Daí que, a educação sexista que ainda temos, relega à mulher um espaço diferente daquele ocupado pelo homem.
Partindo do pressuposto de que todo espaço é educador, já visitou quartos de meninos e de meninas, foi à brinquedoteca de uma escola? E já reparou numa loja de brinquedo? Sabe que ela ainda é dividida entre coisas de menino e coisas de menina? Adivinha em que setor está a bola de futebol?
Então, vamos educando para o fato de que futebol é coisa de menino.
Mais grave que isso é quando se educa para que menina seja coisa.
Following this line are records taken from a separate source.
impl Dashboard {
    /// Build over HTTP with file storage, as described by `config`.
    ///
    /// Must be called inside a tokio runtime.
    pub fn from_config(config: &ClientConfig) -> Result<Self, ClientError> {
        let transport = HttpTransport::new(&config.base_url, config.request_timeout())?;
        let store = FileStore::new(config.resolved_storage_dir());
        let seed = match &config.universe_file {
            Some(path) => Universe::from_file(path)
                .map_err(|e| ClientError::InvalidRequest(e.to_string()))?,
            None => Universe::default_us(),
        };
        Ok(Self::with_seed(
            Arc::new(transport),
            Arc::new(store),
            Arc::new(SystemClock),
            config,
            seed,
        ))
    }

    pub fn new(
        transport: Arc<dyn Transport>,
        store: Arc<dyn DurableStore>,
        clock: Arc<dyn Clock>,
        config: &ClientConfig,
    ) -> Self {
        Self::with_seed(transport, store, clock, config, Universe::default_us())
    }

    /// `seed` is used only when storage holds no usable definitions.
    pub fn with_seed(
        transport: Arc<dyn Transport>,
        store: Arc<dyn DurableStore>,
        clock: Arc<dyn Clock>,
        config: &ClientConfig,
        seed: Universe,
    ) -> Self {
        let mirror = config.cache.mirror.then(|| Arc::clone(&store));
        let cache = ResponseCache::new(config.cache.clone(), Arc::clone(&clock), mirror);
        let api = MarketApi::new(transport, cache);
        let orchestrator = Orchestrator::new(Arc::new(api.clone()), config.poll.clone());

        let prefs = PreferenceStore::new(Arc::clone(&store));
        let definition_store = DefinitionStore::new(Arc::clone(&store));
        let trend = TrendCache::new(store);

        let definitions = definition_store.load().unwrap_or(seed);
        let view = prefs.load();
        tracing::info!(
            sectors = definitions.sectors.len(),
            tickers = definitions.ticker_count(),
            base_url = api.base_url(),
            "dashboard ready"
        );

        let (events, _) = broadcast::channel(EVENT_CAPACITY);
        let mutation_events = orchestrator.subscribe();
        let shared = Arc::new(Shared {
            api,
            orchestrator,
            aggregator: SectorAggregator::default(),
            clock,
            prefs,
            definition_store,
            trend,
            state: Mutex::new(State {
                definitions,
                sectors: Vec::new(),
                histories: HashMap::new(),
                view,
            }),
            refresh_pending: AtomicBool::new(false),
            events,
        });
        let listener = tokio::spawn(listen(Arc::clone(&shared), mutation_events));
        Self { shared, listener }
    }

    pub fn subscribe(&self) -> broadcast::Receiver<DashboardEvent> {
        self.shared.events.subscribe()
    }

    // ── Reads ────────────────────────────────────────────────────────

    pub fn definitions(&self) -> Vec<SectorDefinition> {
        self.shared.state.lock().definitions.sectors.clone()
    }

    pub fn definition(&self, sector_id: &str) -> Option<SectorDefinition> {
        self.shared.state.lock().definitions.get(sector_id).cloned()
    }

    /// The last decorated snapshot.
    pub fn sectors(&self) -> Vec<DecoratedSector> {
        self.shared.state.lock().sectors.clone()
    }

    pub fn view(&self) -> ViewState {
        self.shared.state.lock().view.clone()
    }

    pub fn tasks(&self) -> Vec<MutationTask> {
        self.shared.orchestrator.tasks()
    }

    pub fn task(&self, sector_id: &str) -> Option<MutationTask> {
        self.shared.orchestrator.task(sector_id)
    }

    pub fn cache_stats(&self) -> CacheStats {
        self.shared.api.cache().stats()
    }

    /// Forget cached sector responses; the next sector fetch goes to the network.
    pub fn request_refresh(&self) {
        self.shared.request_refresh("requested");
    }

    /// Whether the next sector fetch will skip the cache.
    pub fn needs_refresh(&self) -> bool {
        self.shared.refresh_pending.load(Ordering::SeqCst)
    }

    // ── Fetching ─────────────────────────────────────────────────────

    /// Fetch and decorate the current definitions.
    ///
    /// An aborted fetch leaves the previous snapshot in place and returns it.
    pub async fn refresh_sectors(&self) -> Result<Vec<DecoratedSector>, ClientError> {
        let definitions = self.definitions();
        let freshness = if self.shared.refresh_pending.swap(false, Ordering::SeqCst) {
            Freshness::NoCache
        } else {
            Freshness::Cached
        };

        let dtos = match self.shared.api.sectors_volume(&definitions, freshness).await {
            Ok(dtos) => dtos,
            Err(ClientError::Aborted) => {
                if freshness == Freshness::NoCache {
                    self.shared.refresh_pending.store(true, Ordering::SeqCst);
                }
                return Ok(self.sectors());
            }
            Err(e) => {
                if freshness == Freshness::NoCache {
                    self.shared.refresh_pending.store(true, Ordering::SeqCst);
                }
                tracing::warn!(error = %e, "sector refresh failed");
                return Err(e);
            }
        };

        let metrics = metric_map(&dtos);
        let decorated = self.shared.aggregator.decorate_all(&definitions, &metrics);
        let count = decorated.len();
        {
            let mut state = self.shared.state.lock();
            state.sectors = decorated.clone();
            state.histories = metrics
                .into_iter()
                .filter(|(_, m)| !m.history.is_empty())
                .map(|(symbol, m)| (symbol, m.history))
                .collect();
        }
        tracing::debug!(count, ?freshness, "sectors refreshed");
        self.shared.emit(DashboardEvent::SectorsUpdated { count });
        Ok(decorated)
    }

    pub fn sector_leaderboard(&self) -> Vec<LeaderboardRow> {
        let state = self.shared.state.lock();
        let sort = state.view.sort_for(View::Sectors);
        build_leaderboard(
            rows_from_sectors(&state.sectors),
            &state.view.filter(),
            sort.key,
            sort.direction,
        )
    }

    pub fn ticker_leaderboard(&self) -> Vec<LeaderboardRow> {
        let state = self.shared.state.lock();
        let sort = state.view.sort_for(View::Tickers);
        build_leaderboard(
            rows_from_members(&state.sectors),
            &state.view.filter(),
            sort.key,
            sort.direction,
        )
    }

    /// YTD leaders, served from today's trend cache when allowed. Fields the server
    /// left empty are computed from the last sector snapshot's price history.
    pub async fn ralph_leaderboard(
        &self,
        freshness: Freshness,
    ) -> Result<Vec<LeaderboardRow>, ClientError> {
        let mut tickers = self.ralph_tickers(freshness).await?;
        let filled = {
            let state = self.shared.state.lock();
            tickers
                .iter_mut()
                .filter_map(|t| state.histories.get(&t.symbol).map(|h| t.fill_from_history(h)))
                .filter(|filled| *filled)
                .count()
        };
        if filled > 0 {
            tracing::debug!(filled, "ranked rows completed from history");
        }
        let view = self.view();
        let sort = view.sort_for(View::Ralph);
        Ok(build_leaderboard(
            rows_from_ralph(&tickers),
            &view.filter(),
            sort.key,
            sort.direction,
        ))
    }

    async fn ralph_tickers(&self, freshness: Freshness) -> Result<Vec<RankedTicker>, ClientError> {
        let today = self.shared.clock.today();
        if freshness == Freshness::Cached {
            if let Some(tickers) = self.shared.trend.load_for(today) {
                tracing::debug!(%today, count = tickers.len(), "trend cache hit");
                return Ok(tickers);
            }
        }
        match self.shared.api.ralph(freshness).await {
            Ok(tickers) => {
                self.shared.trend.save(today, &tickers);
                Ok(tickers)
            }
            Err(ClientError::Aborted) => Ok(Vec::new()),
            Err(e) => Err(e),
        }
    }

    pub async fn health(&self, freshness: Freshness) -> Result<HealthSnapshot, ClientError> {
        self.shared.api.health(freshness).await
    }

    // ── Mutations ────────────────────────────────────────────────────

    pub async fn add_ticker(
        &self,
        sector_id: &str,
        symbol: &str,
    ) -> Result<MutationTask, MutationError> {
        let sector_id = normalize_sector_id(sector_id)?;
        let symbol = normalize_symbol(symbol)?;
        self.require_sector(&sector_id)?.with_ticker(&symbol)?;

        let api = self.shared.api.clone();
        let (id, sym) = (sector_id.clone(), symbol.clone());
        let meta = MutationMeta {
            symbol: Some(symbol),
            ..MutationMeta::default()
        };
        self.shared
            .orchestrator
            .enqueue(&sector_id, MutationAction::Add, meta, move || async move {
                api.add_ticker(&id, &sym).await
            })
            .await
    }

    pub async fn remove_ticker(
        &self,
        sector_id: &str,
        symbol: &str,
    ) -> Result<MutationTask, MutationError> {
        let sector_id = normalize_sector_id(sector_id)?;
        let symbol = normalize_symbol(symbol)?;
        let remaining = self.require_sector(&sector_id)?.without_ticker(&symbol)?;
        // A sector keeps at least one member
        if remaining.tickers.is_empty() {
            return Err(ValidationError::EmptySector(sector_id).into());
        }

        let api = self.shared.api.clone();
        let (id, sym) = (sector_id.clone(), symbol.clone());
        let meta = MutationMeta {
            symbol: Some(symbol),
            ..MutationMeta::default()
        };
        self.shared
            .orchestrator
            .enqueue(&sector_id, MutationAction::Remove, meta, move || async move {
                api.remove_ticker(&id, &sym).await
            })
            .await
    }

    pub async fn create_sector(
        &self,
        sector_id: &str,
        name: &str,
        tickers: &[&str],
    ) -> Result<MutationTask, MutationError> {
        let definition = SectorDefinition::new(sector_id, name, tickers.iter().copied())?;
        if definition.tickers.is_empty() {
            return Err(ValidationError::EmptySector(definition.id).into());
        }
        if self.shared.state.lock().definitions.contains(&definition.id) {
            return Err(ValidationError::DuplicateSector(definition.id).into());
        }

        let api = self.shared.api.clone();
        let entity_id = definition.id.clone();
        let meta = MutationMeta {
            symbol: None,
            name: Some(definition.name.clone()),
            tickers: definition.tickers.clone(),
        };
        self.shared
            .orchestrator
            .enqueue(&entity_id, MutationAction::Create, meta, move || async move {
                api.create_sector(&definition).await
            })
            .await
    }

    /// Forget a finished task for a sector.
    pub fn dismiss(&self, sector_id: &str) -> bool {
        let id = normalize_sector_id(sector_id).unwrap_or_else(|_| sector_id.to_string());
        self.shared.orchestrator.dismiss(&id)
    }

    // ── View ─────────────────────────────────────────────────────────

    /// Replace the view state and persist it.
    pub fn set_view(&self, view: ViewState) {
        self.shared.state.lock().view = view.clone();
        self.shared.prefs.save(&view);
        self.shared.emit(DashboardEvent::ViewChanged(view));
    }

    /// Edit the view state in place and persist it.
    pub fn update_view(&self, edit: impl FnOnce(&mut ViewState)) -> ViewState {
        let mut view = self.view();
        edit(&mut view);
        self.set_view(view.clone());
        view
    }

    /// Stop background work. Pending tasks are marked failed.
    pub fn shutdown(&self) {
        self.shared.orchestrator.shutdown();
        self.listener.abort();
    }

    fn require_sector(&self, sector_id: &str) -> Result<SectorDefinition, ValidationError> {
        self.definition(sector_id)
            .ok_or_else(|| ValidationError::UnknownSector(sector_id.to_string()))
    }
}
E que menina seja coisa de menino.
Objeto mesmo, sabe?
Menina é passível de burlas. E se for em grupo, mais motivos de risadas. E se for filmado e passado em rede mundial? Muito melhor. Mais o sujeito se afirma como homem!
A educação ainda reproduz esta sociedade sexista quando convence o menino de que isso ou aquilo não é coisa de homem, chorar é para os fracos, ser gay é ser menos, ser menina é ser frágil, menina depende de menino.
Todos estamos em condição de vítima por imposição de adultos com poder.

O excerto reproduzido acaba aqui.